━━ Data to process
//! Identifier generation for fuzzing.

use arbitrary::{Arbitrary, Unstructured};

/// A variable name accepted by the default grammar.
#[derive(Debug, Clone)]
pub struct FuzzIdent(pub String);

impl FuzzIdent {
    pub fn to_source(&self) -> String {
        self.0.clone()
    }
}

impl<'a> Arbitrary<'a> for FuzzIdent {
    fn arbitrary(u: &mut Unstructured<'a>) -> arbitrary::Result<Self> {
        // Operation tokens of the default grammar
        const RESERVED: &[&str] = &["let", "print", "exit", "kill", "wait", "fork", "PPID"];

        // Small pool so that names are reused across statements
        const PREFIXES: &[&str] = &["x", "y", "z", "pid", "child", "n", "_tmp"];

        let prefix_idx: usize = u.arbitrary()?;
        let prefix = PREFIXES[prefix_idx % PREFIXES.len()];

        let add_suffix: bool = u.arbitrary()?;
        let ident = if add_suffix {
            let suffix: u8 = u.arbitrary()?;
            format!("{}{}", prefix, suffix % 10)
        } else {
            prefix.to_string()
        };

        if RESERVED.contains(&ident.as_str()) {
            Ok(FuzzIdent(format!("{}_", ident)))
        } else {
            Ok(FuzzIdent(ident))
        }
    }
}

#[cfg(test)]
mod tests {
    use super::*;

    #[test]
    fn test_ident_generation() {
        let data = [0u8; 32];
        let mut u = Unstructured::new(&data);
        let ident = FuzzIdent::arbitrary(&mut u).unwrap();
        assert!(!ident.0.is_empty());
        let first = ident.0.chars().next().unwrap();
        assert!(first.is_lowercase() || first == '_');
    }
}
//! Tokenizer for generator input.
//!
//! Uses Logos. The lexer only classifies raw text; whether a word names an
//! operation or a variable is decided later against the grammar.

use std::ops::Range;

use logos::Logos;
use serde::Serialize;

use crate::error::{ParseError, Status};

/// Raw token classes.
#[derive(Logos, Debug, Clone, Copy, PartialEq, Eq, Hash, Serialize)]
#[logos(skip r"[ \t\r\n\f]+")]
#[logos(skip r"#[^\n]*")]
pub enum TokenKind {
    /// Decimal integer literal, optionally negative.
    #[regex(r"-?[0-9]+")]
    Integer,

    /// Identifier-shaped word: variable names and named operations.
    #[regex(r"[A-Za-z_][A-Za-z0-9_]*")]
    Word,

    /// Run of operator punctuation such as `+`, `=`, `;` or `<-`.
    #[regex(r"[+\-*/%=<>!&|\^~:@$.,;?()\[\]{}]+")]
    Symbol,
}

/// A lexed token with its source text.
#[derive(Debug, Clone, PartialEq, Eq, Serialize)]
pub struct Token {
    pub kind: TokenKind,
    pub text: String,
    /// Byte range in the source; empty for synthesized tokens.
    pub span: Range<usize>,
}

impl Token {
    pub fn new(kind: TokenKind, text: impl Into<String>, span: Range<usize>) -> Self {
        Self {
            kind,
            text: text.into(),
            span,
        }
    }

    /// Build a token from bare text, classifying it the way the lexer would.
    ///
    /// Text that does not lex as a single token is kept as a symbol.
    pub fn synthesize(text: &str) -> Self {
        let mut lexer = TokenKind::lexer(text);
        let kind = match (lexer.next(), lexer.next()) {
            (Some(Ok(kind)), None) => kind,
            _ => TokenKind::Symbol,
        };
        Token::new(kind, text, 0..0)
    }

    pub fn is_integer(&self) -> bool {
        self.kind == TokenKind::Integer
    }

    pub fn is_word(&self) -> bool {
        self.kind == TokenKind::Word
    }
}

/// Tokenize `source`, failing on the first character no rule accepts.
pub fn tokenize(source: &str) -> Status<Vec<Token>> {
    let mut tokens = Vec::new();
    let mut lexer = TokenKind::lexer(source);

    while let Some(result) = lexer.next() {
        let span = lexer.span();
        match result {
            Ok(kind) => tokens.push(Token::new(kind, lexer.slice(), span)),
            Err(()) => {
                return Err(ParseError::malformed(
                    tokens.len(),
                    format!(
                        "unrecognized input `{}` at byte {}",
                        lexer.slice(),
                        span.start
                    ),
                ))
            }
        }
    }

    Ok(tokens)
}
━━━━
» **Action item**:
From the records above, please extract every line and repeat it exactly.

» **Exercise output**:
//! Identifier generation for fuzzing.

use arbitrary::{Arbitrary, Unstructured};

/// A variable name accepted by the default grammar.
#[derive(Debug, Clone)]
pub struct FuzzIdent(pub String);

impl FuzzIdent {
    pub fn to_source(&self) -> String {
        self.0.clone()
    }
}

impl<'a> Arbitrary<'a> for FuzzIdent {
    fn arbitrary(u: &mut Unstructured<'a>) -> arbitrary::Result<Self> {
        // Operation tokens of the default grammar
        const RESERVED: &[&str] = &["let", "print", "exit", "kill", "wait", "fork", "PPID"];

        // Small pool so that names are reused across statements
        const PREFIXES: &[&str] = &["x", "y", "z", "pid", "child", "n", "_tmp"];

        let prefix_idx: usize = u.arbitrary()?;
        let prefix = PREFIXES[prefix_idx % PREFIXES.len()];

        let add_suffix: bool = u.arbitrary()?;
        let ident = if add_suffix {
            let suffix: u8 = u.arbitrary()?;
            format!("{}{}", prefix, suffix % 10)
        } else {
            prefix.to_string()
        };

        if RESERVED.contains(&ident.as_str()) {
            Ok(FuzzIdent(format!("{}_", ident)))
        } else {
            Ok(FuzzIdent(ident))
        }
    }
}

#[cfg(test)]
mod tests {
    use super::*;

    #[test]
    fn test_ident_generation() {
        let data = [0u8; 32];
        let mut u = Unstructured::new(&data);
        let ident = FuzzIdent::arbitrary(&mut u).unwrap();
        assert!(!ident.0.is_empty());
        let first = ident.0.chars().next().unwrap();
        assert!(first.is_lowercase() || first == '_');
    }
}
//! Tokenizer for generator input.
//!
//! Uses Logos. The lexer only classifies raw text; whether a word names an
//! operation or a variable is decided later against the grammar.

use std::ops::Range;

use logos::Logos;
use serde::Serialize;

use crate::error::{ParseError, Status};

/// Raw token classes.
#[derive(Logos, Debug, Clone, Copy, PartialEq, Eq, Hash, Serialize)]
#[logos(skip r"[ \t\r\n\f]+")]
#[logos(skip r"#[^\n]*")]
pub enum TokenKind {
    /// Decimal integer literal, optionally negative.
    #[regex(r"-?[0-9]+")]
    Integer,

    /// Identifier-shaped word: variable names and named operations.
    #[regex(r"[A-Za-z_][A-Za-z0-9_]*")]
    Word,

    /// Run of operator punctuation such as `+`, `=`, `;` or `<-`.
    #[regex(r"[+\-*/%=<>!&|\^~:@$.,;?()\[\]{}]+")]
    Symbol,
}

/// A lexed token with its source text.
#[derive(Debug, Clone, PartialEq, Eq, Serialize)]
pub struct Token {
    pub kind: TokenKind,
    pub text: String,
    /// Byte range in the source; empty for synthesized tokens.
    pub span: Range<usize>,
}

impl Token {
    pub fn new(kind: TokenKind, text: impl Into<String>, span: Range<usize>) -> Self {
        Self {
            kind,
            text: text.into(),
            span,
        }
    }

    /// Build a token from bare text, classifying it the way the lexer would.
    ///
    /// Text that does not lex as a single token is kept as a symbol.
    pub fn synthesize(text: &str) -> Self {
        let mut lexer = TokenKind::lexer(text);
        let kind = match (lexer.next(), lexer.next()) {
            (Some(Ok(kind)), None) => kind,
            _ => TokenKind::Symbol,
        };
        Token::new(kind, text, 0..0)
    }

    pub fn is_integer(&self) -> bool {
        self.kind == TokenKind::Integer
    }

    pub fn is_word(&self) -> bool {
        self.kind == TokenKind::Word
    }
}

/// Tokenize `source`, failing on the first character no rule accepts.
pub fn tokenize(source: &str) -> Status<Vec<Token>> {
    let mut tokens = Vec::new();
    let mut lexer = TokenKind::lexer(source);

    while let Some(result) = lexer.next() {
        let span = lexer.span();
        match result {
            Ok(kind) => tokens.push(Token::new(kind, lexer.slice(), span)),
            Err(()) => {
                return Err(ParseError::malformed(
                    tokens.len(),
                    format!(
                        "unrecognized input `{}` at byte {}",
                        lexer.slice(),
                        span.start
                    ),
                ))
            }
        }
    }

    Ok(tokens)
}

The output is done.